One of the key ideas that the governor mentioned during his news conference on Tuesday is to build and/or protect streamside corridors based on the height of trees, which provide shade to cool streams. (See video, embedded on this page, at 11:03-14:30.) The riparian corridor is also important in reducing toxic pollutants, bacteria and fine sediments that enter a stream.
The so-called Governor’s Salmon Strategy Update (PDF 1.4 mb) includes provisions for riparian buffers on agricultural lands, which has been a concern of Indian tribes throughout the region. Details have yet to be proposed, but a combination of regulations and financial support are likely.
The latest initiative grew out of the 2019 Centennial Accord meeting between state agencies and tribal salmon experts led by the Northwest Indian Fisheries Commission.
“This is the first time we have seen legislation that would require landowners to protect riparian habitat,” said Dave Herrera, NWIFC commissioner and Skokomish Tribe policy representative who was quoted in a news release. “It is also groundbreaking because it includes incentives for landowners to create and maintain riparian zones, as well as regulatory backstops when compliance isn’t voluntary.”

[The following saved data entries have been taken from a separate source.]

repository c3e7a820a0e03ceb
use axum::{
    Json,
    http::StatusCode,
    response::{IntoResponse, Response},
};
use sea_orm::{DbErr, SqlErr};
use serde::Serialize;

use crate::catalog::CatalogError;

/// Structured error response returned by all endpoints on failure.
#[derive(Serialize, utoipa::ToSchema)]
pub struct ErrorBody {
    /// Machine-readable error code. One of: `VALIDATION_ERROR`, `TOKEN_MISSING`,
    /// `TOKEN_INVALID`, `INVALID_CREDENTIALS`, `PERMISSION_DENIED`, `NOT_FOUND`,
    /// `CONFLICT`, `ACCOUNT_TAKEN`, `INTERNAL_ERROR`.
    #[schema(example = "VALIDATION_ERROR")]
    pub code: &'static str,
    /// Human-readable error description.
    #[schema(example = "Name must be 1-255 characters")]
    pub message: String,
}

/// Application-level error type.
#[derive(Debug)]
pub enum AppError {
    Validation(String),
    TokenMissing,
    TokenInvalid,
    InvalidCredentials,
    PermissionDenied,
    NotFound(String),
    Conflict(String),
    AccountTaken,
    Internal(String),
}

impl AppError {
    fn status_and_body(self) -> (StatusCode, ErrorBody) {
        match self {
            AppError::Validation(msg) => (
                StatusCode::BAD_REQUEST,
                ErrorBody {
                    code: "VALIDATION_ERROR",
                    message: msg,
                },
            ),
            AppError::TokenMissing => (
                StatusCode::UNAUTHORIZED,
                ErrorBody {
                    code: "TOKEN_MISSING",
                    message: "Authentication required".into(),
                },
            ),
            AppError::TokenInvalid => (
                StatusCode::UNAUTHORIZED,
                ErrorBody {
                    code: "TOKEN_INVALID",
                    message: "Invalid or expired token".into(),
                },
            ),
            AppError::InvalidCredentials => (
                StatusCode::UNAUTHORIZED,
                ErrorBody {
                    code: "INVALID_CREDENTIALS",
                    message: "Invalid email or password".into(),
                },
            ),
            AppError::PermissionDenied => (
                StatusCode::FORBIDDEN,
                ErrorBody {
                    code: "PERMISSION_DENIED",
                    message: "You do not own this store".into(),
                },
            ),
            AppError::NotFound(msg) => (
                StatusCode::NOT_FOUND,
                ErrorBody {
                    code: "NOT_FOUND",
                    message: msg,
                },
            ),
            AppError::Conflict(msg) => (
                StatusCode::CONFLICT,
                ErrorBody {
                    code: "CONFLICT",
                    message: msg,
                },
            ),
            AppError::AccountTaken => (
                StatusCode::CONFLICT,
                ErrorBody {
                    code: "ACCOUNT_TAKEN",
                    message: "Username or email is already registered".into(),
                },
            ),
            AppError::Internal(detail) => {
                tracing::error!("Internal error: {}", detail);
                (
                    StatusCode::INTERNAL_SERVER_ERROR,
                    ErrorBody {
                        code: "INTERNAL_ERROR",
                        message: "An unexpected error occurred".into(),
                    },
                )
            }
        }
    }
}

impl IntoResponse for AppError {
    fn into_response(self) -> Response {
        let (status, body) = self.status_and_body();
        (status, Json(body)).into_response()
    }
}

impl From<DbErr> for AppError {
    fn from(err: DbErr) -> Self {
        match err.sql_err() {
            Some(SqlErr::UniqueConstraintViolation(detail)) => {
                AppError::Conflict(format!("Duplicate value: {detail}"))
            }
            Some(SqlErr::ForeignKeyConstraintViolation(detail)) => {
                AppError::Conflict(format!("Referenced row is missing: {detail}"))
            }
            _ => AppError::Internal(err.to_string()),
        }
    }
}

impl From<CatalogError> for AppError {
    fn from(err: CatalogError) -> Self {
        match err {
            CatalogError::Validation(msg) => AppError::Validation(msg),
            CatalogError::NotFound(what) => AppError::NotFound(format!("{what} not found")),
            CatalogError::Forbidden => {
                tracing::warn!("Ownership check failed");
                AppError::PermissionDenied
            }
            CatalogError::Conflict(msg) => AppError::Conflict(msg),
            CatalogError::Persistence(e) => AppError::from(e),
        }
    }
}
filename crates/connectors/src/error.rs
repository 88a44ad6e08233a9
use thiserror::Error;

/// Failures while establishing or validating a database connection.
/// Malformed settings are rejected upstream, before a connection is attempted.
#[derive(Error, Debug)]
pub enum ConnectorError {
    #[error("TLS setup failed: {0}")]
    Tls(#[from] native_tls::Error),

    #[error("PostgreSQL connection error: {0}")]
    Postgres(#[from] tokio_postgres::Error),
}

/// Failures while reading from or writing to a connected database.
#[derive(Error, Debug)]
pub enum DbError {
    #[error("Query failed: {0}")]
    Query(#[from] tokio_postgres::Error),

    #[error("Unexpected row shape: {0}")]
    RowShape(String),
}
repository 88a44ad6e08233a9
use crate::transform::{error::TransformError, pipeline::Transform};
use model::records::row::RowData;

/// Renames one column, leaving its value untouched. The source column must be
/// present; its absence is an input-contract violation.
pub struct FieldMapper {
    from: String,
    to: String,
}

impl FieldMapper {
    pub fn new(from: &str, to: &str) -> Self {
        Self {
            from: from.to_string(),
            to: to.to_string(),
        }
    }
}

impl Transform for FieldMapper {
    fn apply(&self, row: &RowData) -> Result<RowData, TransformError> {
        let mut new_row = row.clone();
        let column = new_row
            .field_values
            .iter_mut()
            .find(|col| col.name.eq_ignore_ascii_case(&self.from))
            .ok_or_else(|| TransformError::MissingColumn(self.from.clone()))?;
        column.name = self.to.clone();
        Ok(new_row)
    }
}

#[cfg(test)]
mod tests {
    use super::*;
    use model::core::value::{FieldValue, Value};

    #[test]
    fn renames_without_touching_the_value() {
        let row = RowData::new(
            "books",
            vec![FieldValue::new("price", Value::Decimal("9.99".parse().unwrap()))],
        );
        let out = FieldMapper::new("price", "original_price").apply(&row).unwrap();
        assert!(out.get("price").is_none());
        assert_eq!(
            out.get_value("original_price"),
            Value::Decimal("9.99".parse().unwrap())
        );
    }

    #[test]
    fn missing_source_column_is_an_error() {
        let row = RowData::new("books", vec![]);
        let err = FieldMapper::new("price", "original_price")
            .apply(&row)
            .unwrap_err();
        assert!(matches!(err, TransformError::MissingColumn(col) if col == "price"));
    }
}
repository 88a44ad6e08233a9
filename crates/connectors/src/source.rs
use crate::error::DbError;
use async_trait::async_trait;
use chrono::NaiveDate;
use model::{pagination::cursor::Watermark, records::batch::FetchOutcome};

/// Paginated read access to the source table.
///
/// Implementations must return rows with `last_updated >= cutoff` and
/// `book_id > watermark`, ordered by ascending `book_id`, at most `limit` per
/// call. The ascending order is what makes the watermark a valid resumption
/// cursor.
#[async_trait]
pub trait Extractor: Send + Sync {
    async fn fetch_batch(
        &self,
        cutoff: NaiveDate,
        watermark: Watermark,
        limit: usize,
    ) -> Result<FetchOutcome, DbError>;
}
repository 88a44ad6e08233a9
use crate::{
    error::{ConnectorError, DbError},
    postgres::{
        client::{PgSettings, connect_client},
        params::PgParamStore,
    },
};
use model::core::value::Value;
use std::sync::Arc;
use tokio::sync::RwLock;
use tokio_postgres::{Client, Row};

/// Shared handle over one Postgres session. Reads take a shared lock, writes
/// an exclusive one, so the extractor and the sink can hold clones of the same
/// adapter.
#[derive(Clone)]
pub struct PgAdapter {
    client: Arc<RwLock<Client>>,
}

impl PgAdapter {
    pub async fn connect(settings: &PgSettings) -> Result<Self, ConnectorError> {
        let client = Arc::new(RwLock::new(connect_client(settings).await?));
        Ok(PgAdapter { client })
    }

    pub async fn query(&self, sql: &str, params: Vec<Value>) -> Result<Vec<Row>, DbError> {
        let bindings = PgParamStore::from_values(params);
        let client = self.client.read().await;
        let rows = client.query(sql, &bindings.as_refs()).await?;
        Ok(rows)
    }

    pub async fn execute(&self, sql: &str, params: Vec<Value>) -> Result<u64, DbError> {
        let bindings = PgParamStore::from_values(params);
        let client = self.client.write().await;
        let affected = client.execute(sql, &bindings.as_refs()).await?;
        Ok(affected)
    }
}
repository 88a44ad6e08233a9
pub mod cursor;
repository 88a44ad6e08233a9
use crate::transform::{error::TransformError, pipeline::Transform};
use model::{core::value::Value, records::row::RowData};
use rust_decimal::{Decimal, RoundingStrategy};

/// Derives the price columns from `original_price`:
/// - `rounded_price`: rounded to 1 decimal place, half away from zero
///   (`MidpointAwayFromZero` on exact decimals, so 499.95 becomes 500.0);
/// - `price_category`: `"budget"` below 500, `"premium"` at 500 and above.
///
/// Classification reads only `rounded_price`; no other field participates.
pub struct PriceComputes;

const PRICE_COLUMN: &str = "original_price";

impl Transform for PriceComputes {
    fn apply(&self, row: &RowData) -> Result<RowData, TransformError> {
        let field = row
            .get(PRICE_COLUMN)
            .ok_or_else(|| TransformError::MissingColumn(PRICE_COLUMN.to_string()))?;
        let price = field
            .value
            .as_ref()
            .and_then(Value::as_decimal)
            .ok_or_else(|| TransformError::NotNumeric {
                column: PRICE_COLUMN.to_string(),
                value: field.value.clone().unwrap_or(Value::Null),
            })?;

        let rounded = price.round_dp_with_strategy(1, RoundingStrategy::MidpointAwayFromZero);
        let category = if rounded < Decimal::new(500, 0) {
            "budget"
        } else {
            "premium"
        };

        let mut new_row = row.clone();
        new_row.set_value("rounded_price", Value::Decimal(rounded));
        new_row.set_value("price_category", Value::String(category.to_string()));
        Ok(new_row)
    }
}

#[cfg(test)]
mod tests {
    use super::*;
    use model::core::value::FieldValue;

    fn priced_row(price: &str) -> RowData {
        RowData::new(
            "books",
            vec![FieldValue::new(
                "original_price",
                Value::Decimal(price.parse().unwrap()),
            )],
        )
    }

    #[test]
    fn exactly_500_is_premium() {
        let out = PriceComputes.apply(&priced_row("500.00")).unwrap();
        assert_eq!(out.get_value("price_category"), Value::String("premium".into()));
    }

    #[test]
    fn just_below_500_is_budget() {
        let out = PriceComputes.apply(&priced_row("499.90")).unwrap();
        assert_eq!(out.get_value("price_category"), Value::String("budget".into()));
    }

    #[test]
    fn rounds_half_away_from_zero() {
        let out = PriceComputes.apply(&priced_row("1.25")).unwrap();
        assert_eq!(
            out.get_value("rounded_price"),
            Value::Decimal("1.3".parse().unwrap())
        );
    }

    #[test]
    fn non_numeric_price_is_an_error() {
        let row = RowData::new(
            "books",
            vec![FieldValue::new("original_price", Value::String("free".into()))],
        );
        assert!(matches!(
            PriceComputes.apply(&row),
            Err(TransformError::NotNumeric { .. })
        ));
    }
}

Next year’s salmon-recovery legislation will be called the Lorraine Loomis Act, named for the late chairwoman of the Northwest Indian Fisheries Commission who promoted cooperative efforts to save salmon. Budget details are included in a policy brief (PDF 1.4 mb) released by the Governor’s Office.
“We know the status quo isn’t working when it comes to salmon recovery,” Lorraine wrote in a column last year. “We know what the science says needs to be done, and we know that we must move forward together.”
On the regulatory front, the federal Clean Water Act calls for standards that protect aquatic life, such as salmon. Where temperatures are not maintained within an approved range, the waters are considered “impaired” — just as they are when bacteria become too numerous or oxygen levels drop too low for the aquatic species of concern.
Although I did not address regulatory issues in my story about temperature, it is worth noting that numerous federal and state clean-water regulations are undergoing changes. Some changes are the result of lawsuits; some follow statutory requirements; and some stem from the coming and going of the Trump administration’s efforts to reduce environmental rules.
For example, the Environmental Protection Agency recently withdrew its approval (PDF 402 kb) for how the Washington Department of Ecology handles high temperatures in certain stream segments that grow naturally warm. The basic idea is that regulatory agencies need not seek out mitigation measures to cool such waters — even in areas too warm for salmon — if it can be shown that high temperatures represent the natural condition of the streams and that humans are not to blame.
The group Northwest Environmental Advocates first brought a lawsuit over such “natural conditions criteria” in Oregon, where NWEA contended that the state was allowing streams to remain dangerously hot by discounting the effects of humans. In this way, the group argued, Oregon was establishing new and higher temperature standards than allowed by existing regulations without going through a public review process. The higher temperatures should be subject to public review and federal oversight, including effects on endangered species, the group said. Federal courts agreed with that reasoning.
Although the Washington Department of Ecology rarely invokes natural conditions criteria for temperature, it must now review its practices and undergo federal oversight where experts believe that the natural condition of a water body would exceed established water-quality standards. Besides temperature, the review will cover criteria for dissolved oxygen. In some areas of Puget Sound, Ecology has determined that numerical water-quality standards would not be met even if no humans were around.
The methods of determining what the water temperature or oxygen level would be in the absence of human activity can become an elaborate exercise involving computer modeling. But Nina Bell, executive director of NWEA, argues that the process is important and should be open to public scrutiny. After all, she said, the outcome can determine whether unhealthy temperatures or oxygen levels persist or are reduced through mitigation efforts.
Other ongoing water-quality matters:

Recovery of Puget Sound species could hinge on better understanding of ecosystems

A recent report from the Puget Sound Partnership helps us understand the difficulty of restoring the Puget Sound ecosystem. What caught my attention in the State of the Sound report was that after 20 years of protecting and restoring streams, wetlands, shorelines and estuaries, we have not increased overall fish and wildlife populations, and some remain in a downward spiral. (Our Water Ways, Nov. 3).
Several reasons have been given for the disappointing findings, including ongoing habitat losses from an increasing human population in the Puget Sound region. Clearly, there is a need to find ways to accommodate growth while protecting the remaining functional habitats.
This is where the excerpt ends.